I have avoided talking about this before, but I think I’ll finally explain what went on in that exchange. You see, I have a personal solution for how I deal with homeless people that approach me. I feel like just giving a dollar is really just the cost of clearing your own conscience of the discomfort of dealing with someone who is experiencing total depravity; we are just paying to push them back into the comfortable peripherals of our minds. It’s like they have taken ransom of our comfort and we’ll bribe them to go disappear so we can move on with our lives.
I just can’t accept that kind of action personally. For me, I either need to not engage with them at all, or make a conscious effort to leave them better off than when I first saw them. So what I have been doing for the past couple of years is keeping a $20 bill in my wallet earmarked to give to the next homeless person who approaches me directly. I don’t judge them and evaluate their worthiness, but my simple metric to control the frequency is that they have to actually approach me (obviously I don’t walk around downtown Seattle that often).

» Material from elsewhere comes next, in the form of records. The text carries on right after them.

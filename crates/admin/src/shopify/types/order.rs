//! Order domain types.

use orderline_core::{
    LineItemGid, OrderGid, Payment, RecordedDiscount, RecordedLineItem, RecordedTaxLine,
    format_money,
};
use rust_decimal::Decimal;
use serde::{Deserialize, Serialize};

/// What the shop recorded for an order, read from either API surface.
#[derive(Debug, Clone, PartialEq, Serialize)]
pub struct OrderSummary {
    /// Order ID.
    pub id: OrderGid,
    /// Order name (e.g., "#1001").
    pub name: String,
    /// Numeric order number, when known.
    pub order_number: Option<u64>,
    /// Total price in shop currency.
    pub total_price: Option<Decimal>,
    /// Total tax in shop currency.
    pub total_tax: Option<Decimal>,
    /// Shop currency code.
    pub currency: Option<String>,
    /// Recorded tax lines.
    pub tax_lines: Vec<RecordedTaxLine>,
    /// Recorded discount applications.
    pub discounts: Vec<RecordedDiscount>,
    /// Line items in shop order.
    pub line_items: Vec<OrderLine>,
}

impl OrderSummary {
    /// Summary carrying only an identity, for calls that return nothing else.
    #[must_use]
    pub fn bare(id: OrderGid, name: String) -> Self {
        let order_number = order_number_from_name(&name);
        Self {
            id,
            name,
            order_number,
            total_price: None,
            total_tax: None,
            currency: None,
            tax_lines: Vec::new(),
            discounts: Vec::new(),
            line_items: Vec::new(),
        }
    }

    /// Numeric REST IDs of the line items, in order.
    #[must_use]
    pub fn line_item_numeric_ids(&self) -> Vec<u64> {
        self.line_items
            .iter()
            .filter_map(|line| line.id.as_ref().and_then(LineItemGid::numeric))
            .collect()
    }
}

/// One line item of an order summary.
#[derive(Debug, Clone, PartialEq, Eq, Serialize)]
pub struct OrderLine {
    /// Line item ID.
    pub id: Option<LineItemGid>,
    /// Line item title.
    pub title: String,
    /// Ordered quantity.
    pub quantity: u32,
    /// Unit price before discounts.
    pub unit_price: Option<Decimal>,
}

impl From<&OrderLine> for RecordedLineItem {
    fn from(line: &OrderLine) -> Self {
        Self {
            title: line.title.clone(),
            quantity: line.quantity,
            unit_price: line.unit_price,
        }
    }
}

/// Derive the numeric order number from a name such as `#1001`.
#[must_use]
pub fn order_number_from_name(name: &str) -> Option<u64> {
    name.trim().trim_start_matches('#').parse().ok()
}

// =============================================================================
// Transactions
// =============================================================================

/// `{"transaction": {...}}` for `POST /orders/{id}/transactions.json`.
#[derive(Debug, Clone, PartialEq, Eq, Serialize)]
pub struct TransactionRequest {
    pub transaction: TransactionInput,
}

/// A manual sale recorded against an order.
#[derive(Debug, Clone, PartialEq, Eq, Serialize)]
pub struct TransactionInput {
    pub kind: &'static str,
    pub status: &'static str,
    pub gateway: &'static str,
    pub source: &'static str,
    pub amount: String,
    pub currency: &'static str,
    #[serde(skip_serializing_if = "Option::is_none")]
    pub authorization: Option<String>,
}

impl TransactionRequest {
    /// A successful external `sale` through the `manual` gateway.
    #[must_use]
    pub fn sale(payment: &Payment) -> Self {
        Self {
            transaction: TransactionInput {
                kind: "sale",
                status: "success",
                gateway: "manual",
                source: "external",
                amount: format_money(payment.amount),
                currency: payment.currency.code(),
                authorization: payment.code.clone(),
            },
        }
    }
}

/// A transaction as recorded by the shop.
#[derive(Debug, Clone, PartialEq, Eq, Serialize, Deserialize)]
pub struct Transaction {
    /// Numeric transaction ID.
    pub id: u64,
    /// Transaction kind (sale, capture, refund...).
    pub kind: String,
    /// Transaction status (success, pending, failure...).
    pub status: String,
    /// Amount as a decimal string.
    pub amount: String,
    #[serde(default)]
    pub currency: Option<String>,
    #[serde(default)]
    pub gateway: Option<String>,
}
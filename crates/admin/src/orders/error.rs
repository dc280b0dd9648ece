use thiserror::Error;

use crate::shopify::AdminShopifyError;

/// Errors that abort an order-creation flow.
#[derive(Debug, Error)]
pub enum OrderFlowError {
    /// A required Admin API call failed.
    #[error(transparent)]
    Shopify(#[from] AdminShopifyError),

    /// The draft has nothing to order.
    #[error("Order draft has no line items")]
    NoLineItems,

    /// The draft completed but Shopify linked no order to it.
    #[error("Draft order {draft_order_id} completed without an order")]
    MissingOrder {
        /// Draft order ID.
        draft_order_id: String,
    },

    /// The order ID has no numeric tail for the REST surface.
    #[error("Order ID {order_id} has no numeric REST ID")]
    NonNumericOrderId {
        /// Order ID as returned.
        order_id: String,
    },

    /// The edit session has no line item at a draft position, or one for a
    /// different variant.
    #[error("Order {order_id} edit session does not match draft line item {position}")]
    EditLineMismatch {
        /// Order being edited.
        order_id: String,
        /// Zero-based position of the draft line item.
        position: usize,
    },
}

#[cfg(test)]
mod tests {
    use super::*;

    #[test]
    fn test_shopify_errors_display_unchanged() {
        let err = OrderFlowError::from(AdminShopifyError::UserError(
            "lineItems.0.quantity: must be positive".to_string(),
        ));
        assert_eq!(
            err.to_string(),
            "User error: lineItems.0.quantity: must be positive"
        );
    }

    #[test]
    fn test_edit_line_mismatch_display() {
        let err = OrderFlowError::EditLineMismatch {
            order_id: "gid://shopify/Order/5".to_string(),
            position: 1,
        };
        assert_eq!(
            err.to_string(),
            "Order gid://shopify/Order/5 edit session does not match draft line item 1"
        );
    }

    #[test]
    fn test_missing_order_display() {
        let err = OrderFlowError::MissingOrder {
            draft_order_id: "gid://shopify/DraftOrder/9".to_string(),
        };
        assert_eq!(
            err.to_string(),
            "Draft order gid://shopify/DraftOrder/9 completed without an order"
        );
    }
}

Why do I give $20 (ya I don’t know why last night I only had a $10 but oh well)? Because $20 buys me attention; it breaks the mental schema of our interaction. Nobody is out giving $20, so when someone gives you $20 (especially from a broke college student) you are forced to take notice. Now that I have their attention, it allows me the opportunity to speak into their lives and provide encouragement that they otherwise would be numb to. But since I struggle with a bit of social anxiety, I have decided to write out my encouragement. I’ll fold a piece of paper and stuff into the fold of the bill and it’ll usually just be something simple as “This is an investment in you. Where you have been doesn’t control your future. Let this be a simple reminder that you’re not alone.”

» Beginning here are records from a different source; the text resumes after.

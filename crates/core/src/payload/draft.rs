//! `draftOrderCreate` input.
//!
//! Draft orders take the original unit price plus at most one applied
//! discount per line, and one order-level applied discount. They do not take
//! custom tax lines.

use rust_decimal::Decimal;
use serde::Serialize;

use super::{AttributeInput, MailingAddressInput};
use crate::builder::{build_line_item, build_order_level_discount, order_discount_description};
use crate::types::{DiscountSpec, DiscountValue, OrderDraft, format_money};

/// `DraftOrderInput`.
#[derive(Debug, Clone, PartialEq, Serialize)]
#[serde(rename_all = "camelCase")]
pub struct DraftOrderInput {
    #[serde(skip_serializing_if = "Option::is_none")]
    pub email: Option<String>,
    pub line_items: Vec<DraftOrderLineItemInput>,
    #[serde(skip_serializing_if = "Option::is_none")]
    pub applied_discount: Option<DraftOrderAppliedDiscountInput>,
    #[serde(skip_serializing_if = "Option::is_none")]
    pub shipping_address: Option<MailingAddressInput>,
    #[serde(skip_serializing_if = "Option::is_none")]
    pub billing_address: Option<MailingAddressInput>,
    #[serde(skip_serializing_if = "Option::is_none")]
    pub shipping_line: Option<ShippingLineInput>,
    #[serde(skip_serializing_if = "Option::is_none")]
    pub note: Option<String>,
    #[serde(skip_serializing_if = "Vec::is_empty")]
    pub tags: Vec<String>,
    #[serde(skip_serializing_if = "Vec::is_empty")]
    pub custom_attributes: Vec<AttributeInput>,
    #[serde(skip_serializing_if = "Option::is_none")]
    pub purchasing_entity: Option<PurchasingEntityInput>,
}

/// `DraftOrderLineItemInput`.
#[derive(Debug, Clone, PartialEq, Serialize)]
#[serde(rename_all = "camelCase")]
pub struct DraftOrderLineItemInput {
    pub variant_id: String,
    pub quantity: u32,
    pub original_unit_price: String,
    pub taxable: bool,
    #[serde(skip_serializing_if = "Option::is_none")]
    pub applied_discount: Option<DraftOrderAppliedDiscountInput>,
}

/// `DraftOrderAppliedDiscountInput`.
#[derive(Debug, Clone, PartialEq, Serialize)]
#[serde(rename_all = "camelCase")]
pub struct DraftOrderAppliedDiscountInput {
    pub title: String,
    #[serde(skip_serializing_if = "Option::is_none")]
    pub description: Option<String>,
    pub value_type: DiscountValueType,
    #[serde(with = "rust_decimal::serde::float")]
    pub value: Decimal,
}

impl DraftOrderAppliedDiscountInput {
    fn from_spec(spec: &DiscountSpec, description: Option<String>) -> Self {
        let (value_type, value) = match spec.value {
            DiscountValue::Percentage(p) => (DiscountValueType::Percentage, p),
            DiscountValue::FixedAmount(a) => (DiscountValueType::FixedAmount, a),
        };
        Self {
            title: spec.title.clone(),
            description,
            value_type,
            value,
        }
    }
}

/// `DraftOrderAppliedDiscountType`.
#[derive(Debug, Clone, Copy, PartialEq, Eq, Serialize)]
#[serde(rename_all = "SCREAMING_SNAKE_CASE")]
pub enum DiscountValueType {
    Percentage,
    FixedAmount,
}

/// `ShippingLineInput`.
#[derive(Debug, Clone, PartialEq, Eq, Serialize)]
pub struct ShippingLineInput {
    pub title: String,
    pub price: String,
}

/// `PurchasingEntityInput`.
#[derive(Debug, Clone, PartialEq, Eq, Serialize)]
#[serde(rename_all = "camelCase")]
pub struct PurchasingEntityInput {
    pub customer_id: String,
}

/// Shape a draft for `draftOrderCreate`.
#[must_use]
pub fn draft_order_input(draft: &OrderDraft) -> DraftOrderInput {
    let line_items = draft
        .line_items
        .iter()
        .map(|item| {
            let priced = build_line_item(item);
            DraftOrderLineItemInput {
                variant_id: item.variant_id.to_string(),
                quantity: item.quantity,
                original_unit_price: format_money(priced.original_price),
                taxable: item.taxable,
                applied_discount: priced
                    .combined_discount()
                    .map(|spec| DraftOrderAppliedDiscountInput::from_spec(&spec, priced.discount_summary.clone())),
            }
        })
        .collect();

    let applied_discount = build_order_level_discount(draft).map(|spec| {
        let description = if draft.effective_discounts().next().is_some() {
            None
        } else {
            order_discount_description(draft)
        };
        DraftOrderAppliedDiscountInput::from_spec(&spec, description)
    });

    DraftOrderInput {
        email: draft.email.as_ref().map(ToString::to_string),
        line_items,
        applied_discount,
        shipping_address: draft.shipping_address.as_ref().map(Into::into),
        billing_address: draft.billing_address.as_ref().map(Into::into),
        shipping_line: draft.shipping.as_ref().map(|s| ShippingLineInput {
            title: s.title.clone(),
            price: format_money(s.price),
        }),
        note: draft.note.clone(),
        tags: draft.tags.clone(),
        custom_attributes: draft.note_attributes.iter().map(Into::into).collect(),
        purchasing_entity: draft
            .customer
            .as_ref()
            .and_then(|c| c.id.as_ref())
            .map(|id| PurchasingEntityInput {
                customer_id: id.to_string(),
            }),
    }
}

#[cfg(test)]
#[allow(clippy::unwrap_used)]
mod tests {
    use serde_json::json;

    use super::*;
    use crate::types::{CustomerGid, CustomerRef, Email, LineItem, ShippingCharge, VariantGid};

    fn dec(s: &str) -> Decimal {
        s.parse().unwrap()
    }

    #[test]
    fn test_percentage_item_discount() {
        let mut item = LineItem::new(VariantGid::parse("11"), 1, dec("100.00"));
        item.discounts.push(DiscountSpec::percentage("Summer", dec("20")));
        let draft = OrderDraft {
            email: Some(Email::parse("ada@example.com").unwrap()),
            line_items: vec![item],
            ..OrderDraft::default()
        };

        let json = serde_json::to_value(draft_order_input(&draft)).unwrap();
        assert_eq!(
            json,
            json!({
                "email": "ada@example.com",
                "lineItems": [{
                    "variantId": "gid://shopify/ProductVariant/11",
                    "quantity": 1,
                    "originalUnitPrice": "100.00",
                    "taxable": true,
                    "appliedDiscount": {
                        "title": "Summer",
                        "description": "20% off (Summer)",
                        "valueType": "PERCENTAGE",
                        "value": 20.0
                    }
                }]
            })
        );
    }

    #[test]
    fn test_oversized_item_discount_capped_at_price() {
        let mut item = LineItem::new(VariantGid::parse("11"), 1, dec("10.00"));
        item.discounts.push(DiscountSpec::fixed_amount("Loyalty", dec("15")));
        let draft = OrderDraft {
            line_items: vec![item],
            ..OrderDraft::default()
        };

        let json = serde_json::to_value(draft_order_input(&draft)).unwrap();
        assert_eq!(
            json["lineItems"][0]["appliedDiscount"],
            json!({
                "title": "Loyalty",
                "description": "$10.00 (Loyalty)",
                "valueType": "FIXED_AMOUNT",
                "value": 10.0
            })
        );
    }

    #[test]
    fn test_order_level_discount_from_total() {
        let draft = OrderDraft {
            line_items: vec![LineItem::new(VariantGid::parse("1"), 2, dec("25"))],
            total_discount: Some(dec("5")),
            subtotal: Some(dec("50")),
            ..OrderDraft::default()
        };
        let input = draft_order_input(&draft);
        let discount = input.applied_discount.unwrap();
        assert_eq!(discount.title, "Order Discount");
        assert_eq!(discount.value_type, DiscountValueType::Percentage);
        assert_eq!(discount.value, dec("10"));
        assert_eq!(discount.description.as_deref(), Some("Discount: 5.00"));
    }

    #[test]
    fn test_shipping_customer_and_attributes() {
        let draft = OrderDraft {
            line_items: vec![LineItem::new(VariantGid::parse("1"), 1, dec("5"))],
            shipping: Some(ShippingCharge {
                title: "Courier".into(),
                price: dec("4.5"),
            }),
            customer: Some(CustomerRef {
                id: Some(CustomerGid::parse("77")),
                ..CustomerRef::default()
            }),
            tags: vec!["pos".into()],
            ..OrderDraft::default()
        };
        let json = serde_json::to_value(draft_order_input(&draft)).unwrap();
        assert_eq!(json["shippingLine"], json!({"title": "Courier", "price": "4.50"}));
        assert_eq!(
            json["purchasingEntity"],
            json!({"customerId": "gid://shopify/Customer/77"})
        );
        assert_eq!(json["tags"], json!(["pos"]));
        assert!(json.get("customAttributes").is_none());
        assert!(json.get("appliedDiscount").is_none());
    }
}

Again, that isn’t anything that profound, but when paired with the unprecedented gift, it can have the opportunity to be more meaningful. It shows a level of intentionality and preserves a bit of their humanity that is usually lost.

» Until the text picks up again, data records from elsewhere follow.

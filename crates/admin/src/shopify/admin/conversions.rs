//! Conversions from raw response shapes to domain types.

use orderline_core::{
    DraftOrderGid, FulfillmentLineSummary, FulfillmentOrderSummary, LineItemGid, OrderGid,
    RecordedDiscount, RecordedTaxLine, VariantGid,
};
use rust_decimal::Decimal;
use rust_decimal::prelude::ToPrimitive;
use serde::Deserialize;

use super::queries::{fragments, get_fulfillment_orders, order_edit_begin};
use crate::shopify::types::{
    CalculatedLineItem, CalculatedOrder, DraftOrderRef, OrderLine, OrderRef, OrderSummary,
    order_number_from_name,
};

// =============================================================================
// GraphQL
// =============================================================================

pub fn convert_order(order: fragments::OrderNode) -> OrderSummary {
    let currency = order.currency_code.or_else(|| {
        order
            .total_price_set
            .as_ref()
            .map(|bag| bag.shop_money.currency_code.clone())
    });

    OrderSummary {
        id: OrderGid::parse(&order.id),
        order_number: order_number_from_name(&order.name),
        name: order.name,
        total_price: order.total_price_set.map(|bag| bag.shop_money.amount),
        total_tax: order.total_tax_set.map(|bag| bag.shop_money.amount),
        currency,
        tax_lines: order
            .tax_lines
            .into_iter()
            .map(|t| RecordedTaxLine {
                title: t.title,
                rate: t.rate,
                amount: t.price_set.shop_money.amount,
            })
            .collect(),
        discounts: order
            .discount_applications
            .map(|c| c.nodes.into_iter().map(convert_discount_application).collect())
            .unwrap_or_default(),
        line_items: order
            .line_items
            .map(|c| {
                c.nodes
                    .into_iter()
                    .map(|line| OrderLine {
                        id: Some(LineItemGid::parse(&line.id)),
                        title: line.title,
                        quantity: u32::try_from(line.quantity).unwrap_or(0),
                        unit_price: line.original_unit_price_set.map(|bag| bag.shop_money.amount),
                    })
                    .collect()
            })
            .unwrap_or_default(),
    }
}

fn convert_discount_application(node: fragments::DiscountApplicationNode) -> RecordedDiscount {
    let label = node
        .code
        .or(node.title)
        .filter(|label| !label.is_empty())
        .unwrap_or_else(|| "Discount".to_string());
    match node.value {
        fragments::PricingValue::Money { amount } => RecordedDiscount {
            label,
            amount: Some(amount),
            percentage: None,
        },
        fragments::PricingValue::Percentage { percentage } => RecordedDiscount {
            label,
            amount: None,
            percentage: Some(percentage),
        },
    }
}

pub fn convert_order_ref(order: fragments::OrderRefNode) -> OrderRef {
    OrderRef {
        id: OrderGid::parse(&order.id),
        name: order.name,
    }
}

pub fn convert_draft_order(draft: fragments::DraftOrderNode) -> DraftOrderRef {
    DraftOrderRef {
        id: DraftOrderGid::parse(&draft.id),
        name: draft.name,
        status: draft.status,
        order: draft.order.map(convert_order_ref),
    }
}

pub fn convert_calculated_order(order: order_edit_begin::CalculatedOrderNode) -> CalculatedOrder {
    CalculatedOrder {
        id: order.id,
        line_items: order
            .line_items
            .nodes
            .into_iter()
            .map(|line| CalculatedLineItem {
                id: line.id,
                quantity: line.quantity,
                variant_id: line.variant.map(|v| VariantGid::parse(&v.id)),
            })
            .collect(),
    }
}

/// Fulfillment orders of an order; a missing order yields none.
///
/// Line quantity is the remaining quantity, or the total when nothing remains.
pub fn convert_fulfillment_orders(
    order: Option<get_fulfillment_orders::OrderNode>,
) -> Vec<FulfillmentOrderSummary> {
    let Some(order) = order else {
        return Vec::new();
    };

    order
        .fulfillment_orders
        .nodes
        .into_iter()
        .map(|fo| FulfillmentOrderSummary {
            id: fo.id,
            status: fo.status,
            request_status: fo.request_status,
            location_id: fo
                .assigned_location
                .and_then(|assigned| assigned.location)
                .map(|location| location.id),
            line_items: fo
                .line_items
                .nodes
                .into_iter()
                .map(|line| FulfillmentLineSummary {
                    id: line.id,
                    quantity: if line.remaining_quantity > 0 {
                        line.remaining_quantity
                    } else {
                        line.total_quantity
                    },
                    line_item_id: line.line_item.as_ref().map(|li| li.id.clone()),
                    title: line.line_item.and_then(|li| li.title),
                })
                .collect(),
        })
        .collect()
}

// =============================================================================
// REST
// =============================================================================

/// `{"order": {...}}` as returned by the REST order endpoints.
#[derive(Debug, Deserialize)]
pub struct RestOrderResponse {
    pub order: RestOrderRecord,
}

#[derive(Debug, Deserialize)]
pub struct RestOrderRecord {
    pub id: u64,
    pub name: String,
    #[serde(default)]
    pub order_number: Option<u64>,
    #[serde(default)]
    pub total_price: Option<Decimal>,
    #[serde(default)]
    pub total_tax: Option<Decimal>,
    #[serde(default)]
    pub currency: Option<String>,
    #[serde(default)]
    pub tax_lines: Vec<RestTaxLineRecord>,
    #[serde(default)]
    pub discount_codes: Vec<RestDiscountCodeRecord>,
    #[serde(default)]
    pub line_items: Vec<RestLineItemRecord>,
}

#[derive(Debug, Deserialize)]
pub struct RestTaxLineRecord {
    pub title: String,
    #[serde(default)]
    pub rate: Option<f64>,
    pub price: Decimal,
}

#[derive(Debug, Deserialize)]
pub struct RestDiscountCodeRecord {
    pub code: String,
    #[serde(default)]
    pub amount: Option<Decimal>,
    #[serde(rename = "type", default)]
    pub kind: Option<String>,
}

#[derive(Debug, Deserialize)]
pub struct RestLineItemRecord {
    pub id: u64,
    pub title: String,
    pub quantity: u32,
    #[serde(default)]
    pub price: Option<Decimal>,
}

pub fn convert_rest_order(order: RestOrderRecord) -> OrderSummary {
    OrderSummary {
        id: OrderGid::from_numeric(order.id),
        order_number: order
            .order_number
            .or_else(|| order_number_from_name(&order.name)),
        name: order.name,
        total_price: order.total_price,
        total_tax: order.total_tax,
        currency: order.currency,
        tax_lines: order
            .tax_lines
            .into_iter()
            .map(|t| RecordedTaxLine {
                title: t.title,
                rate: t.rate,
                amount: t.price,
            })
            .collect(),
        discounts: order
            .discount_codes
            .into_iter()
            .map(|d| {
                if d.kind.as_deref() == Some("percentage") {
                    RecordedDiscount {
                        label: d.code,
                        amount: None,
                        percentage: d.amount.and_then(|a| a.to_f64()),
                    }
                } else {
                    RecordedDiscount {
                        label: d.code,
                        amount: d.amount,
                        percentage: None,
                    }
                }
            })
            .collect(),
        line_items: order
            .line_items
            .into_iter()
            .map(|line| OrderLine {
                id: Some(LineItemGid::from_numeric(line.id)),
                title: line.title,
                quantity: line.quantity,
                unit_price: line.price,
            })
            .collect(),
    }
}

#[cfg(test)]
#[allow(clippy::unwrap_used)]
mod tests {
    use serde_json::json;

    use super::*;

    #[test]
    fn test_convert_rest_order() {
        let response: RestOrderResponse = serde_json::from_value(json!({
            "order": {
                "id": 450_789_469,
                "name": "#1001",
                "order_number": 1001,
                "total_price": "108.50",
                "total_tax": "8.50",
                "currency": "USD",
                "tax_lines": [{"title": "VAT", "rate": 0.085, "price": "8.50"}],
                "line_items": [{"id": 466_157_049, "title": "Tee", "quantity": 1, "price": "100.00"}]
            }
        }))
        .unwrap();

        let summary = convert_rest_order(response.order);
        assert_eq!(summary.id.as_str(), "gid://shopify/Order/450789469");
        assert_eq!(summary.order_number, Some(1001));
        assert_eq!(summary.tax_lines[0].amount, "8.50".parse().unwrap());
        assert_eq!(summary.line_item_numeric_ids(), vec![466_157_049]);
    }

    #[test]
    fn test_convert_fulfillment_orders_quantity_fallback() {
        let order: get_fulfillment_orders::OrderNode = serde_json::from_value(json!({
            "id": "gid://shopify/Order/1",
            "fulfillmentOrders": {"nodes": [{
                "id": "gid://shopify/FulfillmentOrder/7",
                "status": "OPEN",
                "requestStatus": "UNSUBMITTED",
                "assignedLocation": {"location": {"id": "gid://shopify/Location/3"}},
                "lineItems": {"nodes": [
                    {"id": "gid://shopify/FulfillmentOrderLineItem/1", "remainingQuantity": 2, "totalQuantity": 2,
                     "lineItem": {"id": "gid://shopify/LineItem/10", "title": "Tee"}},
                    {"id": "gid://shopify/FulfillmentOrderLineItem/2", "remainingQuantity": 0, "totalQuantity": 3,
                     "lineItem": null}
                ]}
            }]}
        }))
        .unwrap();

        let converted = convert_fulfillment_orders(Some(order));
        assert_eq!(converted.len(), 1);
        assert_eq!(converted[0].location_id.as_deref(), Some("gid://shopify/Location/3"));
        assert_eq!(converted[0].line_items[0].quantity, 2);
        assert_eq!(converted[0].line_items[0].title.as_deref(), Some("Tee"));
        assert_eq!(converted[0].line_items[1].quantity, 3);
        assert!(converted[0].line_items[1].line_item_id.is_none());
        assert!(convert_fulfillment_orders(None).is_empty());
    }

    #[test]
    fn test_discount_label_falls_back() {
        let node: fragments::DiscountApplicationNode = serde_json::from_value(json!({
            "value": {"__typename": "MoneyV2", "amount": "5.00", "currencyCode": "USD"}
        }))
        .unwrap();
        let discount = convert_discount_application(node);
        assert_eq!(discount.label, "Discount");
        assert_eq!(discount.amount, Some("5.00".parse().unwrap()));
    }
}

So why am I sharing this? Well, when I drove off, I passed by the homeless man after he had read the note and he was just looking up to the sky with an emotional expression with his arms up in the air. Now I’m pretty sure he was strung out during this exchange and I have no idea if he has any memory of what happened last night or that I provided any real help to him, but that moment clarified something for me that I had always sensed but I don’t think ever explicitly acknowledged before.

What I have come to realize is that we have a flawed understanding of the varying cost that social impact has. What I mean is: We think the exchange rate of money towards social impact is static; that the level of impact we hope to achieve is clearly defined and the more impact we desire has an equally increasing economic cost. But I don’t think that is the case.

I’ll give a quick second example that is a little bit more clear. Earlier this week I went to the Seattle Social Venture Fast Pitch final competition and a guy stood up there and shared his story about how he used to be homeless. He then held up a quarter and talked about how someone gave him a quarter and told him to call home and later claimed that that quarter saved his life and helped him turn his life around to now be standing on stage to pitch a business idea to help other homeless people ( wecount.org ). Now here is the question: what was the social impact of that quarter? Exponentially impactful! That quarter created incredibly more social/economic/emotional/relational impact than can be quantified. Yes, it would eventually take much more money and time from social workers and tax payers to help this man move from that quarter to standing on stage, but without that quarter, none of that future investment wouldn’t have yielded anything.

Now here’s a question: If this guy was able to track down that person that gave him the quarter and told them how that changed his life, how do you think that person would feel? Would that not be the greatest investment of that person’s life? How much would you pay to change someone’s life?

I know I kind of rambled here, but I hope this thesis point is clear: benevolence and compassion given to the right person at the right place at the right time can produce a life changing impact. You don’t have to invest a lot of money to make a positive change. Sometimes all it takes a quarter and smile to change the course of the future.